* [Task details]: Look through the entries that follow and count the lines with the word "wordlang". The reply is that number alone.
[Data under study — start]
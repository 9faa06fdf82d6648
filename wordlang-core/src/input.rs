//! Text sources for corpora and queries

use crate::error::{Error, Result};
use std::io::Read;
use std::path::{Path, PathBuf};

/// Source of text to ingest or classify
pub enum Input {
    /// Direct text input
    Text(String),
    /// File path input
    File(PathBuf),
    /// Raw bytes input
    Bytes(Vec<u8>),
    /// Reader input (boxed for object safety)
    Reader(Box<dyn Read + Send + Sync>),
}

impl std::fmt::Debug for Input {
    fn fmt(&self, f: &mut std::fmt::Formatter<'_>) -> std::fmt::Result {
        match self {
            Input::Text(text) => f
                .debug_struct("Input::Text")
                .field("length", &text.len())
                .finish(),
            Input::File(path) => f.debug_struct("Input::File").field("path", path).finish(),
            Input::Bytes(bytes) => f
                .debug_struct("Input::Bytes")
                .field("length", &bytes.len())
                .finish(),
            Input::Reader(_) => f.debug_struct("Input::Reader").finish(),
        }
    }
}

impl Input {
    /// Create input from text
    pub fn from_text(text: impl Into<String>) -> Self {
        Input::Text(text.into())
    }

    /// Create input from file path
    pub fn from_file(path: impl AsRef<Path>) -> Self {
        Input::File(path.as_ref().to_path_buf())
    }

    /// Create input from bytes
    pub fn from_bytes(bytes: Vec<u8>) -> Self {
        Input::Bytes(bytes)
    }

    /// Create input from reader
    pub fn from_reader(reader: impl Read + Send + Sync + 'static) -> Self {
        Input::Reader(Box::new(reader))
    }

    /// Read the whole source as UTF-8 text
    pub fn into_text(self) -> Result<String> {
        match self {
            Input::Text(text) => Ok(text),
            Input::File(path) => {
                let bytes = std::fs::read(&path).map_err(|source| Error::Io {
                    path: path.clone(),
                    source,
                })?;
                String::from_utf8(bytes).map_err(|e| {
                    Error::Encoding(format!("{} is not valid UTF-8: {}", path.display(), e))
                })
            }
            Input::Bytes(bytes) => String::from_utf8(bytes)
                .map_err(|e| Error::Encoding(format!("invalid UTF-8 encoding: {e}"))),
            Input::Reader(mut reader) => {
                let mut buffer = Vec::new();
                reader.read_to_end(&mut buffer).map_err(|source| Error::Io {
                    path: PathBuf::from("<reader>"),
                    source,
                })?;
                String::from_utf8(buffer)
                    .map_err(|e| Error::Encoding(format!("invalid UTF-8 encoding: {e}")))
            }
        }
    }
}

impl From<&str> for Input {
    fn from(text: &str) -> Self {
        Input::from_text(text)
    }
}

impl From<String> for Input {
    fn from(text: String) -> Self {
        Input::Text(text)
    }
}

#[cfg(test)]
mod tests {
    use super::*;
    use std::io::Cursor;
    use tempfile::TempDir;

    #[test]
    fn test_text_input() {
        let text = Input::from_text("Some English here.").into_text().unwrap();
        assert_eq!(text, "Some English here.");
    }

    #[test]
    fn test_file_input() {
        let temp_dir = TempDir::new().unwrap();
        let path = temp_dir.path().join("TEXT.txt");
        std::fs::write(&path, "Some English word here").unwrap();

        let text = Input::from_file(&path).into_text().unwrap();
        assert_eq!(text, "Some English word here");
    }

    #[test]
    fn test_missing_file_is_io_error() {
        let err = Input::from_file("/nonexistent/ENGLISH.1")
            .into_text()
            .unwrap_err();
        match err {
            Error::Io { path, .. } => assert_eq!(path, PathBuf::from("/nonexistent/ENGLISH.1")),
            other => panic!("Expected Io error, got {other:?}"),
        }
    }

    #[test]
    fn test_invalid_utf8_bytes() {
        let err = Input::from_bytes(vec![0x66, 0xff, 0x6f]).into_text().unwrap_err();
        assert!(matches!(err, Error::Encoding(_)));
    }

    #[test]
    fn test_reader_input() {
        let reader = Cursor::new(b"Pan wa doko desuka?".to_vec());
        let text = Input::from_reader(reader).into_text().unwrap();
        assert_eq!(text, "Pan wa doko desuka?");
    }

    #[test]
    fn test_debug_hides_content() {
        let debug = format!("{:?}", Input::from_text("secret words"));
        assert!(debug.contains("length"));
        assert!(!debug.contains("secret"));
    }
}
[Data under study — finish]
[Data under study — start]
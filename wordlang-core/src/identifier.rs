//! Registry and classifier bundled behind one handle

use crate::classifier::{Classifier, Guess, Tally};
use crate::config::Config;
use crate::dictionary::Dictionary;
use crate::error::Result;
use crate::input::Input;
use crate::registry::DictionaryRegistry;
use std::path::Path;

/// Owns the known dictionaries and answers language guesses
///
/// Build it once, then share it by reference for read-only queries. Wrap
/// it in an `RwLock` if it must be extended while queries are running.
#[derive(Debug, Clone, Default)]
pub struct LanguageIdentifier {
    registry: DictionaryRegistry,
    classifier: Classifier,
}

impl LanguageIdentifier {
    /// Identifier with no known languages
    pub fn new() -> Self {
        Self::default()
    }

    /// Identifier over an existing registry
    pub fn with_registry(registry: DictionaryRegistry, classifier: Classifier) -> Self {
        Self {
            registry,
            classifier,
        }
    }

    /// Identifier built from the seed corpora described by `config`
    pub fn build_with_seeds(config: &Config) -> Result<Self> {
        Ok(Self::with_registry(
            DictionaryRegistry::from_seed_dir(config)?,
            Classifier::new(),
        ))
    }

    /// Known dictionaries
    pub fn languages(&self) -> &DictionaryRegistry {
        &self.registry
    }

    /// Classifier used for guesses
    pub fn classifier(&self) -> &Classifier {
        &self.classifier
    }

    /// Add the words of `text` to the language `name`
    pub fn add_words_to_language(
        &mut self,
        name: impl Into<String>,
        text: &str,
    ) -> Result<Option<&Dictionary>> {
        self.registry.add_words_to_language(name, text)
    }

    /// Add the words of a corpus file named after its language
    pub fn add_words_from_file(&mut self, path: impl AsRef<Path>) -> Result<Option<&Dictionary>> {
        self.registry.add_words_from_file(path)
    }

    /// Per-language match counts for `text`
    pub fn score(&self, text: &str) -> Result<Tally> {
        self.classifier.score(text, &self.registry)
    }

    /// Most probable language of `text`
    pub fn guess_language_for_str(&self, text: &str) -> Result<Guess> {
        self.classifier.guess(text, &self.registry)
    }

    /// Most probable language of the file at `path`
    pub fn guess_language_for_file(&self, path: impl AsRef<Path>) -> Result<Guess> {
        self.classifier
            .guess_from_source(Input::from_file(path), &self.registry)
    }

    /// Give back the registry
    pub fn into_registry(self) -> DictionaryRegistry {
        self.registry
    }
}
[Data under study — finish]
* [Written solution]: 2